TRY IT:
Scan the records below for the line containing "use std::collections::HashMap;" and the line containing "fn step(&mut self, param: ParamMut<'_>);". Copy both, plus every line between, exactly.

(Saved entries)
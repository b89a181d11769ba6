//! Command-line arguments of the two entry points.
//!
//! Both argument sets serialise to `args.txt` through [`write_args`](crate::train_data::write_args),
//! so field names double as the keys written there.

use clap::Parser;
use serde::Serialize;
use std::path::{Path, PathBuf};

use crate::model::config::{AdamConfig, LossConfig, TrainingConfig};

#[derive(Parser, Debug, Clone, Serialize)]
#[command(author, version, about = "Capsule network on CIFAR-10")]
pub struct CifarArgs {
    #[arg(long, default_value_t = 100)]
    pub epochs: usize,

    #[arg(long, default_value_t = 64)]
    pub batch_size: usize,

    /// Max. number of training examples to use
    #[arg(long)]
    pub max_num_samples: Option<usize>,

    /// Initial learning rate
    #[arg(long, default_value_t = 0.001)]
    pub lr: f32,

    /// Multiplied into the learning rate after every epoch
    #[arg(long, default_value_t = 0.9)]
    pub lr_decay: f32,

    /// Coefficient of the decoder loss
    #[arg(long, default_value_t = 0.0005)]
    pub scale_reconstruction_loss: f32,

    /// Routing iterations, at least 1
    #[arg(short = 'r', long, default_value_t = 3)]
    pub num_routing: usize,

    /// Fraction of pixels to shift at most in each direction
    #[arg(long, default_value_t = 0.1)]
    pub shift_fraction: f32,

    /// Rows of the random crop
    #[arg(long, requires = "crop_y")]
    pub crop_x: Option<usize>,

    /// Columns of the random crop
    #[arg(long, requires = "crop_x")]
    pub crop_y: Option<usize>,

    /// Save an image of the first adversarial example
    #[arg(long)]
    pub debug: bool,

    #[arg(long, default_value = "./result-capsnet")]
    pub save_dir: PathBuf,

    /// Test the trained model on the test split
    #[arg(short = 't', long)]
    pub testing: bool,

    /// Run adversarial attacks on the trained model (provide weights with -w)
    #[arg(short = 'f', long, conflicts_with = "testing")]
    pub fool: bool,

    /// (Test only) Rotate test images randomly within this many degrees
    #[arg(long, default_value_t = 0.0)]
    pub rotation_range: f32,

    /// Class whose capsule is manipulated
    #[arg(long, default_value_t = 5)]
    pub manipulate: usize,

    /// Saved weights, required for meaningful testing
    #[arg(short = 'w', long)]
    pub weights: Option<PathBuf>,

    /// Directory holding the CIFAR-10 binary batches
    #[arg(long, default_value = "./data/cifar-10-batches-bin")]
    pub data_dir: PathBuf,

    #[arg(long, default_value_t = 500)]
    pub max_num_attacks: usize,

    /// Attack step size
    #[arg(long, default_value_t = 0.01)]
    pub epsilon: f32,
}

impl CifarArgs {
    pub fn crop(&self) -> Option<(usize, usize)> {
        self.crop_x.zip(self.crop_y)
    }

    pub fn training_config(&self) -> TrainingConfig {
        TrainingConfig {
            batch_size: self.batch_size,
            learning_rate: self.lr,
            lr_decay: self.lr_decay,
            num_epochs: self.epochs,
            shift_fraction: self.shift_fraction,
            crop: self.crop(),
            save_best_only: true,
            loss_config: LossConfig {
                reconstruction_weight: self.scale_reconstruction_loss,
                ..LossConfig::default()
            },
            optimizer: AdamConfig::default(),
        }
    }
}

#[derive(Parser, Debug, Clone, Serialize)]
#[command(author, version, about = "Capsule network on synthetic symmetric forms")]
pub struct SymmetricArgs {
    #[arg(long, default_value_t = 50)]
    pub epochs: usize,

    #[arg(long, default_value_t = 32)]
    pub batch_size: usize,

    #[arg(long)]
    pub max_num_samples: Option<usize>,

    #[arg(long, default_value_t = 0.001)]
    pub lr: f32,

    #[arg(long, default_value_t = 0.9)]
    pub lr_decay: f32,

    #[arg(long, default_value_t = 1.0)]
    pub scale_reconstruction_loss: f32,

    #[arg(short = 'r', long, default_value_t = 3)]
    pub num_routing: usize,

    #[arg(long, default_value_t = 0.1)]
    pub shift_fraction: f32,

    /// (Test only) Save the forms fed to the capsule probes as an image
    #[arg(long)]
    pub debug: bool,

    #[arg(long, default_value = "./result-capsnet")]
    pub save_dir: PathBuf,

    /// Probe the trained model instead of training
    #[arg(short = 't', long)]
    pub testing: bool,

    #[arg(long, default_value_t = 0.0)]
    pub rotation_range: f32,

    /// Form class used for latent manipulation and the probes
    #[arg(long, default_value_t = 0)]
    pub manipulate: usize,

    #[arg(short = 'w', long)]
    pub weights: Option<PathBuf>,

    #[arg(long, default_value_t = 10_000)]
    pub num_train: usize,

    #[arg(long, default_value_t = 1_000)]
    pub num_test: usize,

    /// Seed of the form generator
    #[arg(long, default_value_t = 42)]
    pub seed: u64,
}

impl SymmetricArgs {
    pub fn training_config(&self) -> TrainingConfig {
        TrainingConfig {
            batch_size: self.batch_size,
            learning_rate: self.lr,
            lr_decay: self.lr_decay,
            num_epochs: self.epochs,
            shift_fraction: self.shift_fraction,
            crop: None,
            save_best_only: false,
            loss_config: LossConfig {
                reconstruction_weight: self.scale_reconstruction_loss,
                ..LossConfig::default()
            },
            optimizer: AdamConfig::default(),
        }
    }
}

/// The weights file to load, if one was given and exists. Anything else runs
/// on random initial weights.
pub fn existing_weights(weights: Option<&Path>) -> Option<&Path> {
    weights.filter(|path| path.exists())
}
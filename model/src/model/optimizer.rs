use ndarray::ArrayD;
use std::collections::HashMap;
use tracing::debug;

use super::config::AdamConfig;
use super::layers::ParamMut;

/// One update of a named parameter from its accumulated gradient.
pub trait Optimizer: Send + Sync {
    fn step(&mut self, param: ParamMut<'_>);
    fn learning_rate(&self) -> f32;
    fn set_learning_rate(&mut self, lr: f32);
}

struct Moments {
    m: ArrayD<f32>,
    v: ArrayD<f32>,
    timestep: i32,
}

/// Adam with bias-corrected step size and per-parameter timestep.
pub struct Adam {
    learning_rate: f32,
    beta1: f32,
    beta2: f32,
    epsilon: f32,
    state: HashMap<String, Moments>,
}

impl Adam {
    pub fn new(learning_rate: f32, config: &AdamConfig) -> Self {
        Self {
            learning_rate,
            beta1: config.beta1,
            beta2: config.beta2,
            epsilon: config.epsilon,
            state: HashMap::new(),
        }
    }

    pub fn timestep(&self, name: &str) -> Option<i32> {
        self.state.get(name).map(|s| s.timestep)
    }
}

impl Optimizer for Adam {
    fn step(&mut self, param: ParamMut<'_>) {
        let ParamMut { name, mut value, grad } = param;
        let moments = self.state.entry(name).or_insert_with(|| Moments {
            m: ArrayD::zeros(value.raw_dim()),
            v: ArrayD::zeros(value.raw_dim()),
            timestep: 0,
        });
        moments.timestep += 1;

        let (beta1, beta2) = (self.beta1, self.beta2);
        // lr_t = lr * sqrt(1 - beta2^t) / (1 - beta1^t)
        let t = moments.timestep;
        let lr_t = self.learning_rate * (1.0 - beta2.powi(t)).sqrt() / (1.0 - beta1.powi(t));
        let epsilon = self.epsilon;

        ndarray::Zip::from(&mut value)
            .and(&grad)
            .and(&mut moments.m)
            .and(&mut moments.v)
            .for_each(|p, &g, m, v| {
                *m = beta1 * *m + (1.0 - beta1) * g;
                *v = beta2 * *v + (1.0 - beta2) * g * g;
                *p -= lr_t * *m / (v.sqrt() + epsilon);
            });
    }

    fn learning_rate(&self) -> f32 {
        self.learning_rate
    }

    fn set_learning_rate(&mut self, lr: f32) {
        self.learning_rate = lr;
    }
}

/// Learning-rate schedule applied at the start of every epoch.
#[derive(Debug, Clone, Copy)]
pub enum LRScheduler {
    /// `initial_lr * decay^epoch`
    ExponentialDecay { initial_lr: f32, decay: f32 },
}

impl LRScheduler {
    pub fn exponential(initial_lr: f32, decay: f32) -> Self {
        LRScheduler::ExponentialDecay { initial_lr, decay }
    }

    pub fn learning_rate(&self, epoch: usize) -> f32 {
        match *self {
            LRScheduler::ExponentialDecay { initial_lr, decay } => {
                initial_lr * decay.powi(epoch as i32)
            }
        }
    }

    pub fn step_epoch(&self, optimizer: &mut dyn Optimizer, epoch: usize) {
        let lr = self.learning_rate(epoch);
        optimizer.set_learning_rate(lr);
        debug!(epoch, lr, "learning rate set");
    }
}

#[cfg(test)]
mod tests {
    use super::*;
    use approx::assert_abs_diff_eq;
    use ndarray::{Array2, ArrayD, IxDyn};

    fn param<'a>(name: &str, value: &'a mut ArrayD<f32>, grad: &'a ArrayD<f32>) -> ParamMut<'a> {
        ParamMut {
            name: name.to_string(),
            value: value.view_mut(),
            grad: grad.view(),
        }
    }

    #[test]
    fn test_adam_first_step_moves_by_lr() {
        let mut optimizer = Adam::new(0.001, &AdamConfig::default());
        let mut value = ArrayD::ones(IxDyn(&[2, 2]));
        let grad = ArrayD::from_elem(IxDyn(&[2, 2]), 0.5);

        optimizer.step(param("w", &mut value, &grad));

        // The first bias-corrected step is lr * sign(g).
        for &v in value.iter() {
            assert_abs_diff_eq!(v, 1.0 - 0.001, epsilon = 1e-6);
        }
    }

    #[test]
    fn test_adam_timestep_is_per_parameter() {
        let mut optimizer = Adam::new(0.01, &AdamConfig::default());
        let mut a = Array2::<f32>::zeros((1, 1)).into_dyn();
        let mut b = Array2::<f32>::zeros((1, 1)).into_dyn();
        let grad = Array2::<f32>::ones((1, 1)).into_dyn();

        optimizer.step(param("a", &mut a, &grad));
        optimizer.step(param("a", &mut a, &grad));
        optimizer.step(param("b", &mut b, &grad));

        assert_eq!(optimizer.timestep("a"), Some(2));
        assert_eq!(optimizer.timestep("b"), Some(1));
        assert_eq!(optimizer.timestep("c"), None);
    }

    #[test]
    fn test_zero_gradient_leaves_parameter() {
        let mut optimizer = Adam::new(0.01, &AdamConfig::default());
        let mut value = ArrayD::from_elem(IxDyn(&[3]), 0.3);
        let grad = ArrayD::zeros(IxDyn(&[3]));

        optimizer.step(param("w", &mut value, &grad));

        assert!(value.iter().all(|&v| v == 0.3));
    }

    #[test]
    fn test_exponential_decay() {
        let scheduler = LRScheduler::exponential(0.001, 0.9);
        assert_abs_diff_eq!(scheduler.learning_rate(0), 0.001);
        assert_abs_diff_eq!(scheduler.learning_rate(2), 0.001 * 0.81, epsilon = 1e-8);

        let mut optimizer = Adam::new(0.001, &AdamConfig::default());
        scheduler.step_epoch(&mut optimizer, 3);
        assert_abs_diff_eq!(optimizer.learning_rate(), 0.001 * 0.729, epsilon = 1e-8);
    }
}
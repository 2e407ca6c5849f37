//! Structured error types for Mantel operations.

use thiserror::Error;

/// Unified error type for distance normalization, correlation and
/// permutation testing.
#[derive(Debug, Clone, PartialEq, Error)]
pub enum MantelError {
    /// An input is neither a valid condensed vector nor a valid symmetric,
    /// zero-diagonal square matrix.
    #[error("{name} is not a valid distance matrix: {reason}")]
    InvalidDistanceMatrix {
        /// Argument name (`"X"` or `"Y"`).
        name: String,
        /// What failed the check.
        reason: String,
    },

    /// The two normalized condensed vectors have different lengths.
    #[error("X and Y are not of equal size ({x} vs {y} pairwise distances)")]
    SizeMismatch {
        /// Condensed length of X.
        x: usize,
        /// Condensed length of Y.
        y: usize,
    },

    /// Correlation method outside `pearson` / `spearman`.
    #[error("unsupported correlation method '{0}' (expected 'pearson' or 'spearman')")]
    UnsupportedMethod(String),

    /// Zero or non-finite correlation denominator (a constant input vector).
    #[error("degenerate input: {0}")]
    DegenerateInput(String),

    /// The Monte Carlo sample distribution has zero or non-finite spread, so
    /// no z-score exists.
    #[error("degenerate permutation distribution (sd = {sd})")]
    DegenerateDistribution {
        /// Standard deviation of the sample correlations.
        sd: f64,
    },

    /// Invalid argument (bad counts, out-of-range parameters).
    #[error("invalid input: {0}")]
    InvalidInput(String),
}

impl MantelError {
    /// Build a [`MantelError::InvalidDistanceMatrix`] for argument `name`.
    pub fn invalid_matrix(name: &str, reason: impl Into<String>) -> Self {
        Self::InvalidDistanceMatrix {
            name: name.to_string(),
            reason: reason.into(),
        }
    }
}

/// Convenience alias used throughout the Mantel crates.
pub type Result<T> = std::result::Result<T, MantelError>;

RESULT OF THE EXERCISE:
use std::collections::HashMap;
use tracing::debug;

use super::config::AdamConfig;
use super::layers::ParamMut;

/// One update of a named parameter from its accumulated gradient.
pub trait Optimizer: Send + Sync {
    fn step(&mut self, param: ParamMut<'_>);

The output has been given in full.